Brief:
Search the entries below for the string "None" and give the number of lines that hold it, nothing else.

Raw data:
----
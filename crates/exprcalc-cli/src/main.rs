use clap::Parser;
use std::process::ExitCode;

mod cli;
mod commands;

use cli::{Cli, Commands, ConfigCommands};
use commands::config::{load_config, Config};
use commands::eval::EvalOptions;
use commands::{CommandContext, CommandError};

fn main() -> ExitCode {
    let cli = Cli::parse();

    match run(&cli) {
        Ok(()) => ExitCode::SUCCESS,
        Err(e) => {
            if cli.json {
                eprintln!("{}", error_json(&e));
            } else {
                eprintln!("Error: {e}");
            }
            ExitCode::from(error_exit_status(&e))
        }
    }
}

fn run(cli: &Cli) -> commands::Result<()> {
    let ctx = CommandContext::from_cli(cli);

    match &cli.command {
        Commands::Eval {
            expression,
            var,
            vars_file,
            no_config,
        } => {
            let config = if *no_config {
                None
            } else {
                Some(load_config()?)
            };
            let ctx = apply_config_colors(ctx, config.as_ref());
            let opts = EvalOptions {
                expression: expression.clone(),
                vars: var.clone(),
                vars_file: vars_file.clone(),
                config,
            };
            commands::eval::execute(&ctx, &opts)
        }
        Commands::Parse { expression } => commands::parse::execute(&ctx, expression),
        Commands::Tokens { expression } => commands::tokens::execute(&ctx, expression),
        Commands::Check { expression } => commands::check::execute(&ctx, expression),
        Commands::Config { command } => match command {
            Some(ConfigCommands::Path) => commands::config::execute_path(&ctx),
            Some(ConfigCommands::Show) | None => commands::config::execute_show(&ctx),
        },
        Commands::Completions { shell } => Ok(commands::completions::execute(shell)?),
    }
}

/// Turns colors off when the config file's `[output] color` says so.
fn apply_config_colors(mut ctx: CommandContext, config: Option<&Config>) -> CommandContext {
    if config.is_some_and(|c| c.output.color == Some(false)) {
        ctx.use_colors = false;
    }
    ctx
}

/// Returns the error code string for JSON output.
fn error_code(e: &CommandError) -> &'static str {
    match e {
        CommandError::Parse(_) => "PARSE_ERROR",
        CommandError::Eval(_) => "EVAL_ERROR",
        CommandError::Config(_) => "CONFIG_ERROR",
        CommandError::Io(_) => "IO_ERROR",
        CommandError::Json(_) => "JSON_ERROR",
    }
}

/// Renders an error as the JSON document printed in `--json` mode.
fn error_json(e: &CommandError) -> serde_json::Value {
    serde_json::json!({
        "error": {
            "code": error_code(e),
            "message": e.to_string(),
            "position": e.position(),
        }
    })
}

/// Returns the process exit status for an error.
fn error_exit_status(e: &CommandError) -> u8 {
    match e {
        CommandError::Parse(_) => 1,
        CommandError::Eval(_) => 2,
        CommandError::Io(_) => 3,
        CommandError::Config(_) => 5,
        CommandError::Json(_) => 1,
    }
}

#[cfg(test)]
mod tests {
    use super::*;
    use exprcalc_rs::parse;

    #[test]
    fn test_error_json_for_parse_error() {
        let err = CommandError::from(parse("a AND").unwrap_err());
        let json = error_json(&err);
        assert_eq!(json["error"]["code"], "PARSE_ERROR");
        assert_eq!(json["error"]["position"]["column"], 6);
        assert!(json["error"]["message"]
            .as_str()
            .unwrap()
            .starts_with("parse error: "));
    }

    #[test]
    fn test_error_json_without_position() {
        let err = CommandError::Config("bad".to_string());
        let json = error_json(&err);
        assert_eq!(json["error"]["code"], "CONFIG_ERROR");
        assert!(json["error"]["position"].is_null());
    }

    #[test]
    fn test_apply_config_colors() {
        let ctx = || CommandContext {
            json_output: false,
            use_colors: true,
            quiet: false,
            verbose: false,
        };

        assert!(apply_config_colors(ctx(), None).use_colors);
        assert!(apply_config_colors(ctx(), Some(&Config::default())).use_colors);

        let mut config = Config::default();
        config.output.color = Some(false);
        assert!(!apply_config_colors(ctx(), Some(&config)).use_colors);
    }

    #[test]
    fn test_error_codes() {
        let parse_err = CommandError::from(parse("(").unwrap_err());
        assert_eq!(error_code(&parse_err), "PARSE_ERROR");
        assert_eq!(error_exit_status(&parse_err), 1);

        let eval_err = CommandError::from(
            parse("1 == 'a'")
                .unwrap()
                .evaluate(&exprcalc_rs::Context::empty())
                .unwrap_err(),
        );
        assert_eq!(error_code(&eval_err), "EVAL_ERROR");
        assert_eq!(error_exit_status(&eval_err), 2);

        let io_err = CommandError::from(std::io::Error::other("boom"));
        assert_eq!(error_exit_status(&io_err), 3);

        let config_err = CommandError::Config("bad".to_string());
        assert_eq!(error_exit_status(&config_err), 5);
    }
}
----
Response for this exercise:
3